Summer 2026 - PHYS 887 G100

Special Topics VII (1)

Bayesian Inference for Physics Data Analysis

Class Number: 4260

Delivery Method: In Person

Overview

  • Course Times + Location:

    May 4 – May 15, 2026: Mon, Tue, Wed, Thu, Fri, 9:30–11:00 a.m.
    Burnaby

Description

COURSE DETAILS:

The goal of the course is to introduce students to the basics of Bayesian inference methods at the graduate level. Apart from being an intellectually unified and satisfying approach to data analysis, the course will connect to new ideas on machine learning.

This is a one-credit course, with 13 hours of lecture, delivered as  (8 x 1.5 + 1 x 1) hr.  The tentative plan is to schedule these over two weeks in May, for example starting May 4 or 11.  

There will be two problem sets.  The first will be due the second Monday (Tuesday if there is a holiday); the second will be due after the lectures are done.

COURSE-LEVEL EDUCATIONAL GOALS:

Tentative Outline:

1.  Intro to inference, estimation of a single parameter from data

2.  More on one-parameter inference, central-limit theorem

3.  Distributions with fat tails; curve fitting

4.  Inferring multiple parameters; covariance; normal equations

5.  Functions of random variables (“error propagation” as a special case)

6.  Numerical methods (sampling one variable)

7.  Markov Chain Monte Carlo (MCMC); Hamiltonian Monte Carlo (HMC)
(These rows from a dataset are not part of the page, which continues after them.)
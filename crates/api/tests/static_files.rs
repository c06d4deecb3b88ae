//! Tests for serving the static front-end as the router fallback.

mod common;

use axum::http::StatusCode;
use common::{get, test_config, test_store};
use http_body_util::BodyExt;
use ludotheque_api::router::build_app_router;
use ludotheque_api::state::AppState;

#[tokio::test]
async fn static_dir_is_served_behind_api_routes() {
    let dir = tempfile::tempdir().unwrap();
    std::fs::write(dir.path().join("index.html"), "<h1>Collection</h1>").unwrap();

    let mut config = test_config();
    config.static_dir = dir.path().to_string_lossy().into_owned();
    let app = build_app_router(AppState { store: test_store() }, &config);

    let response = get(app.clone(), "/index.html").await;
    assert_eq!(response.status(), StatusCode::OK);
    let bytes = response.into_body().collect().await.unwrap().to_bytes();
    assert_eq!(&bytes[..], b"<h1>Collection</h1>");

    // API routes still win over the fallback.
    let response = get(app.clone(), "/api/games").await;
    assert_eq!(response.status(), StatusCode::OK);

    let response = get(app, "/missing.css").await;
    assert_eq!(response.status(), StatusCode::NOT_FOUND);
}
//! Best-effort coercion of loosely-typed JSON values.
//!
//! Clients send games with numbers as strings, lists as comma-separated
//! strings and booleans in whatever shape a form produced. These helpers
//! turn such values into strict types, falling back to a neutral value
//! (empty, `None`, `false`) instead of failing.

use serde_json::Value;

/// Whether a value counts as "set" for boolean purposes.
///
/// `null`, `false`, `0`, and the empty string are falsy. Arrays and objects
/// are truthy even when empty.
pub fn is_truthy(value: &Value) -> bool {
    match value {
        Value::Null => false,
        Value::Bool(b) => *b,
        Value::Number(n) => n.as_f64().is_some_and(|f| f != 0.0),
        Value::String(s) => !s.is_empty(),
        Value::Array(_) | Value::Object(_) => true,
    }
}

/// Render a value as display text.
///
/// Numbers print in their shortest round-trip form: integral values have no
/// fractional part, and magnitudes below `1e-6` or from `1e21` up switch to
/// exponent notation (`1e-7`, `1.5e+21`). Arrays are joined with
/// commas (null elements render empty) and objects collapse to a fixed
/// placeholder.
pub fn to_display_string(value: &Value) -> String {
    match value {
        Value::Null => "null".to_string(),
        Value::Bool(b) => b.to_string(),
        Value::Number(n) => match n.as_f64() {
            Some(f) if n.is_f64() => format_f64(f),
            _ => n.to_string(),
        },
        Value::String(s) => s.clone(),
        Value::Array(items) => items
            .iter()
            .map(|item| match item {
                Value::Null => String::new(),
                other => to_display_string(other),
            })
            .collect::<Vec<_>>()
            .join(","),
        Value::Object(_) => "[object Object]".to_string(),
    }
}

fn format_f64(f: f64) -> String {
    if f == 0.0 {
        return "0".to_string();
    }
    if !f.is_finite() {
        return f.to_string();
    }

    // `{:e}` yields the shortest round-trip digits, e.g. "1.2345e2".
    let sci = format!("{:e}", f.abs());
    let (mantissa, exp) = sci.split_once('e').unwrap_or((sci.as_str(), "0"));
    let digits = mantissa.replace('.', "");
    let k = digits.len() as i32;
    // Position of the decimal point relative to the first digit.
    let n = exp.parse::<i32>().unwrap_or(0) + 1;

    let body = if k <= n && n <= 21 {
        format!("{digits}{}", "0".repeat((n - k) as usize))
    } else if 0 < n && n <= 21 {
        let (int, frac) = digits.split_at(n as usize);
        format!("{int}.{frac}")
    } else if -6 < n && n <= 0 {
        format!("0.{}{digits}", "0".repeat(n.unsigned_abs() as usize))
    } else {
        let sign = if n > 0 { '+' } else { '-' };
        let (first, rest) = digits.split_at(1);
        let exponent = (n - 1).unsigned_abs();
        if rest.is_empty() {
            format!("{first}e{sign}{exponent}")
        } else {
            format!("{first}.{rest}e{sign}{exponent}")
        }
    };

    if f < 0.0 {
        format!("-{body}")
    } else {
        body
    }
}

/// Coerce a value to a finite number.
///
/// Returns `None` when the value has no numeric reading or the reading is
/// not finite. Booleans read as `1`/`0`, whitespace-only strings as `0`.
pub fn to_number(value: &Value) -> Option<f64> {
    let n = match value {
        Value::Null => Some(0.0),
        Value::Bool(b) => Some(if *b { 1.0 } else { 0.0 }),
        Value::Number(n) => n.as_f64(),
        Value::String(s) => parse_numeric_str(s),
        Value::Array(_) => parse_numeric_str(&to_display_string(value)),
        Value::Object(_) => None,
    };
    n.filter(|f| f.is_finite())
}

/// Parse numeric text: decimal (with optional sign and exponent) or an
/// unsigned `0x`/`0o`/`0b` integer literal.
fn parse_numeric_str(raw: &str) -> Option<f64> {
    let s = raw.trim();
    if s.is_empty() {
        return Some(0.0);
    }

    let prefixed = [("0x", 16), ("0X", 16), ("0o", 8), ("0O", 8), ("0b", 2), ("0B", 2)];
    for (prefix, radix) in prefixed {
        if let Some(digits) = s.strip_prefix(prefix) {
            return parse_radix(digits, radix);
        }
    }

    // `f64::from_str` also accepts spelled-out "inf"/"nan"; those are
    // discarded by the finiteness check in `to_number`.
    s.parse::<f64>().ok()
}

fn parse_radix(digits: &str, radix: u32) -> Option<f64> {
    if digits.is_empty() {
        return None;
    }
    digits.chars().try_fold(0.0_f64, |acc, c| {
        c.to_digit(radix)
            .map(|d| acc * f64::from(radix) + f64::from(d))
    })
}

/// Split comma-separated text into trimmed, non-empty items.
pub fn split_list(raw: &str) -> Vec<String> {
    raw.split(',')
        .map(str::trim)
        .filter(|s| !s.is_empty())
        .map(String::from)
        .collect()
}

/// Coerce a list-ish value to a list of non-empty strings.
///
/// Arrays are stringified element by element; a string is treated as a
/// comma-separated list. Anything else yields an empty list. Order is kept
/// and duplicates are not removed.
pub fn to_string_list(value: &Value) -> Vec<String> {
    match value {
        Value::Array(items) => items
            .iter()
            .map(|item| to_display_string(item).trim().to_string())
            .filter(|s| !s.is_empty())
            .collect(),
        Value::String(s) => split_list(s),
        _ => Vec::new(),
    }
}

#[cfg(test)]
mod tests {
    use super::*;
    use serde_json::json;

    #[test]
    fn truthiness() {
        assert!(!is_truthy(&json!(null)));
        assert!(!is_truthy(&json!(false)));
        assert!(!is_truthy(&json!(0)));
        assert!(!is_truthy(&json!(0.0)));
        assert!(!is_truthy(&json!("")));
        assert!(is_truthy(&json!("false")));
        assert!(is_truthy(&json!("0")));
        assert!(is_truthy(&json!(-1)));
        assert!(is_truthy(&json!([])));
        assert!(is_truthy(&json!({})));
    }

    #[test]
    fn display_string_of_scalars() {
        assert_eq!(to_display_string(&json!("Nintendo")), "Nintendo");
        assert_eq!(to_display_string(&json!(42)), "42");
        assert_eq!(to_display_string(&json!(42.0)), "42");
        assert_eq!(to_display_string(&json!(2.5)), "2.5");
        assert_eq!(to_display_string(&json!(true)), "true");
        assert_eq!(to_display_string(&json!(null)), "null");
    }

    #[test]
    fn display_string_of_extreme_floats() {
        assert_eq!(to_display_string(&json!(0.000001)), "0.000001");
        assert_eq!(to_display_string(&json!(0.0000015)), "0.0000015");
        assert_eq!(to_display_string(&json!(1e-7)), "1e-7");
        assert_eq!(to_display_string(&json!(-2.5e-8)), "-2.5e-8");
        assert_eq!(to_display_string(&json!(123.456)), "123.456");
        assert_eq!(to_display_string(&json!(-0.5)), "-0.5");
        assert_eq!(to_display_string(&json!(1e20)), "100000000000000000000");
        assert_eq!(to_display_string(&json!(1e21)), "1e+21");
        assert_eq!(to_display_string(&json!(1.5e25)), "1.5e+25");
    }

    #[test]
    fn extreme_floats_survive_list_coercion() {
        assert_eq!(to_string_list(&json!([1e-7, 1e21])), vec!["1e-7", "1e+21"]);
    }

    #[test]
    fn display_string_of_containers() {
        assert_eq!(to_display_string(&json!(["a", 1, null, "b"])), "a,1,,b");
        assert_eq!(to_display_string(&json!({"k": "v"})), "[object Object]");
    }

    #[test]
    fn numbers_from_strings() {
        assert_eq!(to_number(&json!("1998")), Some(1998.0));
        assert_eq!(to_number(&json!(" 12.5 ")), Some(12.5));
        assert_eq!(to_number(&json!("1e3")), Some(1000.0));
        assert_eq!(to_number(&json!("-4")), Some(-4.0));
        assert_eq!(to_number(&json!("0x1F")), Some(31.0));
        assert_eq!(to_number(&json!("0b101")), Some(5.0));
        assert_eq!(to_number(&json!("   ")), Some(0.0));
    }

    #[test]
    fn non_numeric_strings_are_none() {
        assert_eq!(to_number(&json!("abc")), None);
        assert_eq!(to_number(&json!("12abc")), None);
        assert_eq!(to_number(&json!("Infinity")), None);
        assert_eq!(to_number(&json!("nan")), None);
        assert_eq!(to_number(&json!("inf")), None);
        assert_eq!(to_number(&json!("0x")), None);
        assert_eq!(to_number(&json!("-0x10")), None);
    }

    #[test]
    fn numbers_from_other_shapes() {
        assert_eq!(to_number(&json!(80)), Some(80.0));
        assert_eq!(to_number(&json!(true)), Some(1.0));
        assert_eq!(to_number(&json!(false)), Some(0.0));
        assert_eq!(to_number(&json!([])), Some(0.0));
        assert_eq!(to_number(&json!(["7"])), Some(7.0));
        assert_eq!(to_number(&json!([1, 2])), None);
        assert_eq!(to_number(&json!({"n": 1})), None);
    }

    #[test]
    fn split_list_drops_blanks() {
        assert_eq!(split_list("RPG, Action"), vec!["RPG", "Action"]);
        assert_eq!(split_list(" , ,PC,"), vec!["PC"]);
        assert!(split_list("").is_empty());
    }

    #[test]
    fn string_list_from_array_and_string() {
        assert_eq!(
            to_string_list(&json!(["RPG", "", " Action "])),
            vec!["RPG", "Action"]
        );
        assert_eq!(to_string_list(&json!("RPG, Action")), vec!["RPG", "Action"]);
        assert_eq!(to_string_list(&json!([2077, "PC"])), vec!["2077", "PC"]);
        assert!(to_string_list(&json!(42)).is_empty());
        assert!(to_string_list(&json!(null)).is_empty());
    }

    #[test]
    fn string_list_keeps_duplicates_and_order() {
        assert_eq!(
            to_string_list(&json!("PC,Switch,PC")),
            vec!["PC", "Switch", "PC"]
        );
    }
}
/// Record identifiers are assigned by the store (BIGSERIAL in PostgreSQL).
pub type DbId = i64;

/// All timestamps are UTC.
pub type Timestamp = chrono::DateTime<chrono::Utc>;
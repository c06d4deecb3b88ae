//! Collection-wide statistics.

use serde::{Deserialize, Serialize};

use crate::game::Game;

/// Summary figures for a listing of games.
#[derive(Debug, Clone, PartialEq, Serialize, Deserialize)]
pub struct CollectionStats {
    pub total_jeux: usize,
    /// Sum of play time; games without a value count as zero.
    pub temps_total_heures: f64,
    pub jeux_termines: usize,
    /// Mean Metacritic score over games that have one, rounded to one
    /// decimal. `0.0` when no game has a score.
    pub metacritic_moyen: f64,
}

/// Compute [`CollectionStats`] over `games`. An empty slice yields all zeros.
pub fn compute_stats(games: &[Game]) -> CollectionStats {
    let temps_total_heures = games
        .iter()
        .map(|g| g.temps_jeu_heures.unwrap_or(0.0))
        .sum();

    let jeux_termines = games.iter().filter(|g| g.termine).count();

    let scores: Vec<f64> = games.iter().filter_map(|g| g.metacritic_score).collect();
    let metacritic_moyen = if scores.is_empty() {
        0.0
    } else {
        round_one_decimal(scores.iter().sum::<f64>() / scores.len() as f64)
    };

    CollectionStats {
        total_jeux: games.len(),
        temps_total_heures,
        jeux_termines,
        metacritic_moyen,
    }
}

/// Round the exact binary value of `value` to one decimal, halves away from
/// zero.
///
/// Scaling by ten first would turn values just below a midpoint (80.05 is
/// stored as 80.0499…) into ties. Formatting rounds the exact value, and
/// the only exact ties a binary float can hit at one decimal are quarters
/// (`x.25`, `x.75`), which scale by ten without error.
fn round_one_decimal(value: f64) -> f64 {
    let quarters = value * 4.0;
    if quarters.fract() == 0.0 && quarters % 2.0 != 0.0 {
        return (value * 10.0).round() / 10.0;
    }
    format!("{value:.1}").parse().unwrap_or(value)
}
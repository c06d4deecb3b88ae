//! Raw JSON request bodies.
//!
//! Game payloads are accepted as untyped JSON and coerced by
//! `ludotheque_core::game`, so handlers take the body as bytes instead of a
//! typed `Json<T>` extractor.

use axum::body::Bytes;
use serde_json::Value;

use crate::error::{AppError, AppResult};

/// Parse a request body as loose JSON.
///
/// An empty (or whitespace-only) body parses to `null`, which the game
/// validators report as a missing payload. Malformed JSON is a bad request.
pub fn parse_json_body(body: &Bytes) -> AppResult<Value> {
    if body.iter().all(u8::is_ascii_whitespace) {
        return Ok(Value::Null);
    }
    serde_json::from_slice(body).map_err(|e| AppError::BadRequest(format!("Malformed JSON body: {e}")))
}

#[cfg(test)]
mod tests {
    use super::*;
    use assert_matches::assert_matches;
    use serde_json::json;

    #[test]
    fn empty_body_is_null() {
        assert_eq!(parse_json_body(&Bytes::new()).unwrap(), Value::Null);
        assert_eq!(parse_json_body(&Bytes::from_static(b" \n")).unwrap(), Value::Null);
    }

    #[test]
    fn parses_any_json_shape() {
        assert_eq!(
            parse_json_body(&Bytes::from_static(br#"{"titre":"Doom"}"#)).unwrap(),
            json!({"titre": "Doom"})
        );
        assert_eq!(parse_json_body(&Bytes::from_static(b"[1]")).unwrap(), json!([1]));
    }

    #[test]
    fn malformed_json_is_bad_request() {
        assert_matches!(
            parse_json_body(&Bytes::from_static(b"{titre:")),
            Err(AppError::BadRequest(_))
        );
    }
}
pub mod games;
use async_trait::async_trait;
use ludotheque_core::filter::GameFilter;
use ludotheque_core::game::{Game, GameChanges, NewGame};
use ludotheque_core::types::DbId;

use super::{GameStore, StoreError};
use crate::repositories::GameRepo;
use crate::DbPool;

/// [`GameStore`] backed by the `games` table.
#[derive(Clone)]
pub struct PgGameStore {
    pool: DbPool,
}

impl PgGameStore {
    pub fn new(pool: DbPool) -> Self {
        Self { pool }
    }
}

#[async_trait]
impl GameStore for PgGameStore {
    async fn create(&self, game: NewGame) -> Result<Game, StoreError> {
        let row = GameRepo::create(&self.pool, &game).await?;
        Ok(row.into())
    }

    async fn find_all(&self, filter: &GameFilter) -> Result<Vec<Game>, StoreError> {
        let rows = GameRepo::list(&self.pool, filter).await?;
        Ok(rows.into_iter().map(Game::from).collect())
    }

    async fn find_by_id(&self, id: DbId) -> Result<Option<Game>, StoreError> {
        let row = GameRepo::find_by_id(&self.pool, id).await?;
        Ok(row.map(Game::from))
    }

    async fn update(&self, id: DbId, changes: &GameChanges) -> Result<Option<Game>, StoreError> {
        let row = GameRepo::update(&self.pool, id, changes).await?;
        Ok(row.map(Game::from))
    }

    async fn delete(&self, id: DbId) -> Result<bool, StoreError> {
        Ok(GameRepo::delete(&self.pool, id).await?)
    }

    async fn ping(&self) -> Result<(), StoreError> {
        Ok(crate::health_check(&self.pool).await?)
    }

    async fn close(&self) {
        self.pool.close().await;
        tracing::info!("Database connection pool closed");
    }
}
// Adapters layer: concrete implementations of the domain ports.

pub mod http;

pub use http::{HttpConnectionProvider, HttpItemConfigurator};
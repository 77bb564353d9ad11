pub mod adapters;
pub mod config;
pub mod core;
pub mod domain;
pub mod utils;

#[cfg(feature = "cli")]
pub use config::CliConfig;

pub use adapters::{HttpConnectionProvider, HttpItemConfigurator};
pub use config::{FetcherConfig, TomlConfig};
pub use core::{context::FetchContext, fetcher::ContractFetcher, retry::RetryPolicy};
pub use domain::model::{Contract, HashCode};
pub use utils::error::{ContractError, Result, RpcError};
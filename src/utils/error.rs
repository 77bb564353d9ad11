use thiserror::Error;

/// Failure reported by an RPC stub for a single call.
#[derive(Error, Debug)]
pub enum RpcError {
    #[error("RPC request failed: {0}")]
    Request(#[from] reqwest::Error),

    #[error("RPC returned status {status}: {body}")]
    Status { status: u16, body: String },

    #[error("RPC endpoint unavailable: {0}")]
    Unavailable(String),
}

#[derive(Error, Debug)]
pub enum ContractError {
    #[error("Failed to connect to {address}: {reason}")]
    ConnectionFailure { address: String, reason: String },

    #[error("Failed to get contracts after {attempts} attempt(s): {source}")]
    TransportFailure {
        attempts: u32,
        #[source]
        source: RpcError,
    },

    #[error("Contract #{index} ({hash_code}) is malformed: {reason}")]
    MalformedRecord {
        index: usize,
        hash_code: String,
        reason: String,
    },

    #[error("Fetch was cancelled")]
    Cancelled,

    #[error("Fetch deadline exceeded")]
    DeadlineExceeded,

    #[error("IO error: {0}")]
    IoError(#[from] std::io::Error),

    #[error("Serialization error: {0}")]
    SerializationError(#[from] serde_json::Error),

    #[error("Configuration error: {message}")]
    ConfigError { message: String },

    #[error("Invalid value for {field} ({value}): {reason}")]
    InvalidConfigValueError {
        field: String,
        value: String,
        reason: String,
    },

    #[error("Missing required configuration: {field}")]
    MissingConfigError { field: String },
}

#[derive(Debug, Clone, Copy, PartialEq, Eq)]
pub enum ErrorCategory {
    Connection,
    Transport,
    Data,
    Interrupted,
    Configuration,
    System,
}

#[derive(Debug, Clone, Copy, PartialEq, Eq, PartialOrd, Ord)]
pub enum ErrorSeverity {
    Low,
    Medium,
    High,
    Critical,
}

impl ContractError {
    pub fn category(&self) -> ErrorCategory {
        match self {
            Self::ConnectionFailure { .. } => ErrorCategory::Connection,
            Self::TransportFailure { .. } => ErrorCategory::Transport,
            Self::MalformedRecord { .. } | Self::SerializationError(_) => ErrorCategory::Data,
            Self::Cancelled | Self::DeadlineExceeded => ErrorCategory::Interrupted,
            Self::ConfigError { .. }
            | Self::InvalidConfigValueError { .. }
            | Self::MissingConfigError { .. } => ErrorCategory::Configuration,
            Self::IoError(_) => ErrorCategory::System,
        }
    }

    /// 嚴重程度決定 CLI 的退出碼
    pub fn severity(&self) -> ErrorSeverity {
        if let Self::DeadlineExceeded = self {
            return ErrorSeverity::Medium;
        }
        match self.category() {
            ErrorCategory::Interrupted => ErrorSeverity::Low,
            ErrorCategory::Transport | ErrorCategory::Connection => ErrorSeverity::Medium,
            ErrorCategory::Data | ErrorCategory::Configuration => ErrorSeverity::High,
            ErrorCategory::System => ErrorSeverity::Critical,
        }
    }

    pub fn recovery_suggestion(&self) -> &'static str {
        match self {
            Self::ConnectionFailure { .. } => {
                "Check the server address and that the endpoint is reachable over TLS"
            }
            Self::TransportFailure { .. } => {
                "The item configurator did not answer; try again later"
            }
            Self::MalformedRecord { .. } => {
                "The service returned a contract without ESI details; report it to the service owner"
            }
            Self::Cancelled => "The fetch was interrupted; run it again when ready",
            Self::DeadlineExceeded => "Increase the timeout or retry when the service is less busy",
            Self::ConfigError { .. }
            | Self::InvalidConfigValueError { .. }
            | Self::MissingConfigError { .. } => {
                "Fix the configuration file or the environment variables and retry"
            }
            Self::IoError(_) => "Check file permissions and paths",
            Self::SerializationError(_) => "The data could not be encoded as JSON",
        }
    }

    pub fn user_friendly_message(&self) -> String {
        match self {
            Self::TransportFailure { attempts, .. } => {
                format!("Could not fetch buyback contracts after {} attempt(s)", attempts)
            }
            Self::MalformedRecord { index, hash_code, .. } => format!(
                "Contract #{} ({}) in the response is missing required data",
                index, hash_code
            ),
            other => other.to_string(),
        }
    }
}

pub type Result<T> = std::result::Result<T, ContractError>;
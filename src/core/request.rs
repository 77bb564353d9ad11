use crate::domain::model::BuybackContractsReq;

pub const DEFAULT_LANGUAGE: &str = "en";

/// The fixed "get contracts" payload. Items, check results and buy details are
/// never requested; only identity and timing are consumed downstream.
pub fn buyback_contracts_request(refresh_token: &str) -> BuybackContractsReq {
    BuybackContractsReq {
        include_items: false,
        include_check: false,
        include_buy: false,
        refresh_token: refresh_token.to_string(),
        language: DEFAULT_LANGUAGE.to_string(),
    }
}

#[cfg(test)]
mod tests {
    use super::*;

    #[test]
    fn test_request_disables_all_details() {
        let request = buyback_contracts_request("token-1");

        assert!(!request.include_items);
        assert!(!request.include_check);
        assert!(!request.include_buy);
        assert_eq!(request.refresh_token, "token-1");
        assert_eq!(request.language, "en");
    }

    #[test]
    fn test_request_wire_shape() {
        let request = buyback_contracts_request("t");
        let json = serde_json::to_value(&request).unwrap();

        assert_eq!(
            json,
            serde_json::json!({
                "include_items": false,
                "include_check": false,
                "include_buy": false,
                "refresh_token": "t",
                "language": "en"
            })
        );
    }
}
// Domain layer: contract models and ports (interfaces) to the remote service.

pub mod model;
pub mod ports;
use crate::domain::model::{BuybackContract, BuybackContractsRep, Contract, HashCode};
use crate::utils::error::{ContractError, Result};
use chrono::{DateTime, Utc};

/// Maps every record of the reply, in order. The first invalid record fails
/// the whole batch; nothing is skipped.
pub fn contracts_from_reply(reply: BuybackContractsRep) -> Result<Vec<Contract>> {
    reply
        .contracts
        .into_iter()
        .enumerate()
        .map(|(index, record)| contract_from_record(index, record))
        .collect()
}

pub fn contract_from_record(index: usize, record: BuybackContract) -> Result<Contract> {
    let Some(esi) = record.esi_contract else {
        return Err(malformed(index, &record.hash_code, "contract has no ESI contract"));
    };

    let issued = from_epoch_seconds(esi.issued)
        .ok_or_else(|| malformed(index, &record.hash_code, out_of_range("issued", esi.issued)))?;
    let expires = from_epoch_seconds(esi.expires)
        .ok_or_else(|| malformed(index, &record.hash_code, out_of_range("expires", esi.expires)))?;

    Ok(Contract {
        hash_code: HashCode::from(record.hash_code),
        issued,
        expires,
    })
}

/// Pretty JSON rendering of a contract list for callers that print it.
pub fn contracts_to_json(contracts: &[Contract]) -> Result<String> {
    Ok(serde_json::to_string_pretty(contracts)?)
}

/// Whole seconds since the Unix epoch, UTC, zero nanoseconds.
pub fn from_epoch_seconds(seconds: i64) -> Option<DateTime<Utc>> {
    DateTime::<Utc>::from_timestamp(seconds, 0)
}

fn out_of_range(field: &str, seconds: i64) -> String {
    format!("{} timestamp {} is out of range", field, seconds)
}

fn malformed(index: usize, hash_code: &str, reason: impl Into<String>) -> ContractError {
    ContractError::MalformedRecord {
        index,
        hash_code: hash_code.to_string(),
        reason: reason.into(),
    }
}
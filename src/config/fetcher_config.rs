use crate::core::retry::RetryPolicy;
use crate::core::ConfigProvider;
use crate::utils::error::{ContractError, Result};
use crate::utils::validation::{
    validate_no_placeholder, validate_non_empty_string, validate_range, validate_url, Validate,
};
use std::fmt;
use std::time::Duration;

pub const MAX_CONFIGURED_ATTEMPTS: u32 = 10;

/// Settings resolved once at startup and handed to the fetcher.
#[derive(Clone, PartialEq, Eq)]
pub struct FetcherConfig {
    pub server_address: String,
    pub refresh_token: String,
    pub retry: RetryPolicy,
    pub request_timeout: Option<Duration>,
    /// Allow plaintext `http://` endpoints.
    pub insecure: bool,
}

impl FetcherConfig {
    pub fn new(server_address: impl Into<String>, refresh_token: impl Into<String>) -> Self {
        Self {
            server_address: server_address.into(),
            refresh_token: refresh_token.into(),
            retry: RetryPolicy::default(),
            request_timeout: None,
            insecure: false,
        }
    }
}

// 不輸出 refresh token
impl fmt::Debug for FetcherConfig {
    fn fmt(&self, f: &mut fmt::Formatter<'_>) -> fmt::Result {
        f.debug_struct("FetcherConfig")
            .field("server_address", &self.server_address)
            .field("refresh_token", &"<redacted>")
            .field("retry", &self.retry)
            .field("request_timeout", &self.request_timeout)
            .field("insecure", &self.insecure)
            .finish()
    }
}

impl ConfigProvider for FetcherConfig {
    fn server_address(&self) -> &str {
        &self.server_address
    }

    fn refresh_token(&self) -> &str {
        &self.refresh_token
    }

    fn retry_policy(&self) -> RetryPolicy {
        self.retry
    }

    fn request_timeout(&self) -> Option<Duration> {
        self.request_timeout
    }

    fn allow_plaintext(&self) -> bool {
        self.insecure
    }
}

impl Validate for FetcherConfig {
    fn validate(&self) -> Result<()> {
        validate_url("server.address", &self.server_address)?;
        validate_no_placeholder("server.address", &self.server_address)?;

        validate_non_empty_string("server.refresh_token", &self.refresh_token).map_err(|_| {
            ContractError::MissingConfigError {
                field: "server.refresh_token".to_string(),
            }
        })?;
        validate_no_placeholder("server.refresh_token", &self.refresh_token)?;

        validate_range(
            "retry.max_attempts",
            self.retry.max_attempts,
            1,
            MAX_CONFIGURED_ATTEMPTS,
        )?;

        Ok(())
    }
}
8.  Model selection 1:  odds ratios, priors

9.  Model selection 2:  overlaps with machine learning (AIC vs BIC, double descent, diffusion)

Grading

  • TBA 100%

Materials

MATERIALS + SUPPLIES:

Primary text

• D. S. Sivia and J. Skilling, Data Analysis:  A Bayesian tutorial (2nd. ed., Oxford, 2006)

REQUIRED READING NOTES:

Your personalized Course Material list, including digital and physical textbooks, are available through the SFU Bookstore website by simply entering your Computing ID at: shop.sfu.ca/course-materials/my-personalized-course-materials.

Graduate Studies Notes:

Important dates and deadlines for graduate students are found here: http://www.sfu.ca/dean-gradstudies/current/important_dates/guidelines.html. The deadline to drop a course with a 100% refund is the end of week 2. The deadline to drop with no notation on your transcript is the end of week 3.

Registrar Notes:

ACADEMIC INTEGRITY: YOUR WORK, YOUR SUCCESS

At SFU, you are expected to act honestly and responsibly in all your academic work. Cheating, plagiarism, or any other form of academic dishonesty harms your own learning, undermines the efforts of your classmates who pursue their studies honestly, and goes against the core values of the university.

To learn more about the academic disciplinary process and relevant academic supports, visit: 


RELIGIOUS ACCOMMODATION

Students with a faith background who may need accommodations during the term are encouraged to assess their needs as soon as possible and review the Multifaith religious accommodations website. The page outlines ways they begin working toward an accommodation and ensure solutions can be reached in a timely fashion.